__What the task asks__:
Lines from the start of the data through the line containing "use crate::usecases::ports::SessionError;" must be given again exactly. Leave the others out.

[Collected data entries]
- - -
//! Maps use-case and infra errors onto protocol error responses.

use serde_json::Value;
use serde_json::json;
use termhost_common::error_codes;

use crate::adapters::rpc::ErrorData;
use crate::adapters::rpc::RpcResponse;
use crate::infra::static_server::StaticServerError;
use crate::usecases::ports::SessionError;

pub fn session_error_context(err: &SessionError) -> Value {
    match err {
        SessionError::NotFound(id) | SessionError::Busy(id) => json!({ "session_id": id }),
        SessionError::LimitReached(max) => json!({ "max_sessions": max }),
        SessionError::InvalidDirectory { path } => json!({ "path": path }),
    }
}

pub fn session_error_response(id: u64, err: &SessionError) -> RpcResponse {
    RpcResponse::error_with_data(
        id,
        err.code(),
        &err.to_string(),
        ErrorData {
            category: err.category().to_string(),
            retryable: err.is_retryable(),
            context: Some(session_error_context(err)),
            suggestion: Some(err.suggestion()),
        },
    )
}

pub fn server_error_response(id: u64, err: &StaticServerError) -> RpcResponse {
    let context = match err {
        StaticServerError::InvalidRoot { path } => json!({ "root_path": path }),
        StaticServerError::Bind { port, source } => {
            json!({ "port": port, "reason": source.to_string() })
        }
        StaticServerError::Io { operation, source } => {
            json!({ "operation": operation, "reason": source.to_string() })
        }
    };
    RpcResponse::error_with_data(
        id,
        err.code(),
        &err.to_string(),
        ErrorData {
            category: error_codes::category_for_code(err.code()).to_string(),
            retryable: false,
            context: Some(context),
            suggestion: err.suggestion(),
        },
    )
}
//! Command-line parsing: the `cd` builtin, tokenization and `cd` target
//! resolution.

use std::path::Component;
use std::path::Path;
use std::path::PathBuf;
use std::str::FromStr;

use serde::Deserialize;
use serde::Serialize;
use thiserror::Error;

/// How a command line is split into program and arguments.
///
/// `Naive` splits on whitespace and rejoins with single spaces before the
/// shell sees the line, so quoted runs of spaces collapse. `ShellWords`
/// honours quotes and re-quotes each argument.
#[derive(Debug, Clone, Copy, Default, PartialEq, Eq, Serialize, Deserialize)]
#[serde(rename_all = "snake_case")]
pub enum TokenizerMode {
    #[default]
    Naive,
    ShellWords,
}

impl FromStr for TokenizerMode {
    type Err = String;

    fn from_str(s: &str) -> Result<Self, Self::Err> {
        match s.trim().to_ascii_lowercase().as_str() {
            "naive" => Ok(TokenizerMode::Naive),
            "shell" | "shell-words" | "shell_words" => Ok(TokenizerMode::ShellWords),
            other => Err(format!("unknown tokenizer '{other}' (expected naive or shell)")),
        }
    }
}

#[derive(Debug, Error, PartialEq, Eq)]
pub enum TokenizeError {
    #[error("Unterminated quote in command line")]
    UnterminatedQuote,
}

#[derive(Debug, Clone, PartialEq, Eq)]
pub enum ParsedCommand {
    Empty,
    ChangeDirectory {
        target: String,
    },
    Program {
        program: String,
        args: Vec<String>,
        /// The line handed to the shell.
        command_line: String,
    },
}

pub fn tokenize(line: &str, mode: TokenizerMode) -> Result<Vec<String>, TokenizeError> {
    match mode {
        TokenizerMode::Naive => Ok(line.split_whitespace().map(str::to_string).collect()),
        TokenizerMode::ShellWords => {
            shell_words::split(line).map_err(|_| TokenizeError::UnterminatedQuote)
        }
    }
}

fn render(tokens: &[String], mode: TokenizerMode) -> String {
    match mode {
        TokenizerMode::Naive => tokens.join(" "),
        TokenizerMode::ShellWords => shell_words::join(tokens),
    }
}

pub fn parse_command(line: &str, mode: TokenizerMode) -> Result<ParsedCommand, TokenizeError> {
    let tokens = tokenize(line.trim(), mode)?;
    let Some((program, args)) = tokens.split_first() else {
        return Ok(ParsedCommand::Empty);
    };
    if program == "cd" {
        return Ok(ParsedCommand::ChangeDirectory {
            target: args.join(" "),
        });
    }
    Ok(ParsedCommand::Program {
        program: program.clone(),
        args: args.to_vec(),
        command_line: render(&tokens, mode),
    })
}

/// Resolves a `cd` argument: empty or `~` is home, `~/x` is relative to
/// home, anything else is relative to `cwd`. Without a home directory the
/// home forms resolve against `cwd`.
pub fn resolve_cd_target(target: &str, cwd: &Path, home: Option<&Path>) -> PathBuf {
    let target = target.trim();
    let home = home.unwrap_or(cwd);
    let joined = if target.is_empty() || target == "~" {
        home.to_path_buf()
    } else if let Some(rest) = target
        .strip_prefix("~/")
        .or_else(|| target.strip_prefix("~\\"))
    {
        home.join(rest)
    } else {
        cwd.join(target)
    };
    normalize_lexically(&joined)
}

/// Removes `.` and folds `..` without touching the filesystem, so symlinked
/// directories keep the path the user typed.
pub fn normalize_lexically(path: &Path) -> PathBuf {
    let mut out = PathBuf::new();
    for component in path.components() {
        match component {
            Component::CurDir => {}
            Component::ParentDir => match out.components().next_back() {
                Some(Component::Normal(_)) => {
                    out.pop();
                }
                Some(Component::RootDir | Component::Prefix(_)) => {}
                _ => out.push(component),
            },
            other => out.push(other),
        }
    }
    out
}

#[cfg(test)]
mod tests {
    use super::*;

    #[test]
    fn test_empty_line() {
        assert_eq!(
            parse_command("   ", TokenizerMode::Naive),
            Ok(ParsedCommand::Empty)
        );
    }

    #[test]
    fn test_cd_is_case_sensitive() {
        assert_eq!(
            parse_command("cd  my   dir", TokenizerMode::Naive),
            Ok(ParsedCommand::ChangeDirectory {
                target: "my dir".to_string()
            })
        );
        assert!(matches!(
            parse_command("CD tmp", TokenizerMode::Naive),
            Ok(ParsedCommand::Program { .. })
        ));
    }

    #[test]
    fn test_naive_collapses_whitespace() {
        let parsed = parse_command("echo  'a   b'", TokenizerMode::Naive).unwrap();
        let ParsedCommand::Program {
            program,
            args,
            command_line,
        } = parsed
        else {
            panic!("expected program");
        };
        assert_eq!(program, "echo");
        assert_eq!(args, vec!["'a".to_string(), "b'".to_string()]);
        assert_eq!(command_line, "echo 'a b'");
    }

    #[test]
    fn test_shell_words_preserves_quoting() {
        let parsed = parse_command("echo  'a   b'", TokenizerMode::ShellWords).unwrap();
        let ParsedCommand::Program {
            args, command_line, ..
        } = parsed
        else {
            panic!("expected program");
        };
        assert_eq!(args, vec!["a   b".to_string()]);
        assert_eq!(command_line, "echo 'a   b'");
    }

    #[test]
    fn test_shell_words_unterminated_quote() {
        assert_eq!(
            parse_command("echo \"oops", TokenizerMode::ShellWords),
            Err(TokenizeError::UnterminatedQuote)
        );
    }

    #[test]
    fn test_tokenizer_mode_from_str() {
        assert_eq!("shell".parse(), Ok(TokenizerMode::ShellWords));
        assert_eq!(" Naive ".parse(), Ok(TokenizerMode::Naive));
        assert!("posix".parse::<TokenizerMode>().is_err());
    }

    #[cfg(unix)]
    #[test]
    fn test_resolve_cd_targets() {
        let cwd = Path::new("/work/project");
        let home = Path::new("/home/dev");
        assert_eq!(resolve_cd_target("", cwd, Some(home)), PathBuf::from("/home/dev"));
        assert_eq!(resolve_cd_target("~", cwd, Some(home)), PathBuf::from("/home/dev"));
        assert_eq!(
            resolve_cd_target("~/src", cwd, Some(home)),
            PathBuf::from("/home/dev/src")
        );
        assert_eq!(
            resolve_cd_target("../other/./x", cwd, Some(home)),
            PathBuf::from("/work/other/x")
        );
        assert_eq!(resolve_cd_target("/tmp", cwd, None), PathBuf::from("/tmp"));
        assert_eq!(resolve_cd_target("~", cwd, None), PathBuf::from("/work/project"));
    }

    #[cfg(unix)]
    #[test]
    fn test_normalize_does_not_escape_root() {
        assert_eq!(normalize_lexically(Path::new("/../..")), PathBuf::from("/"));
    }
}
- - -
__Task answer__:
//! Maps use-case and infra errors onto protocol error responses.

use serde_json::Value;
use serde_json::json;
use termhost_common::error_codes;

use crate::adapters::rpc::ErrorData;
use crate::adapters::rpc::RpcResponse;
use crate::infra::static_server::StaticServerError;
use crate::usecases::ports::SessionError;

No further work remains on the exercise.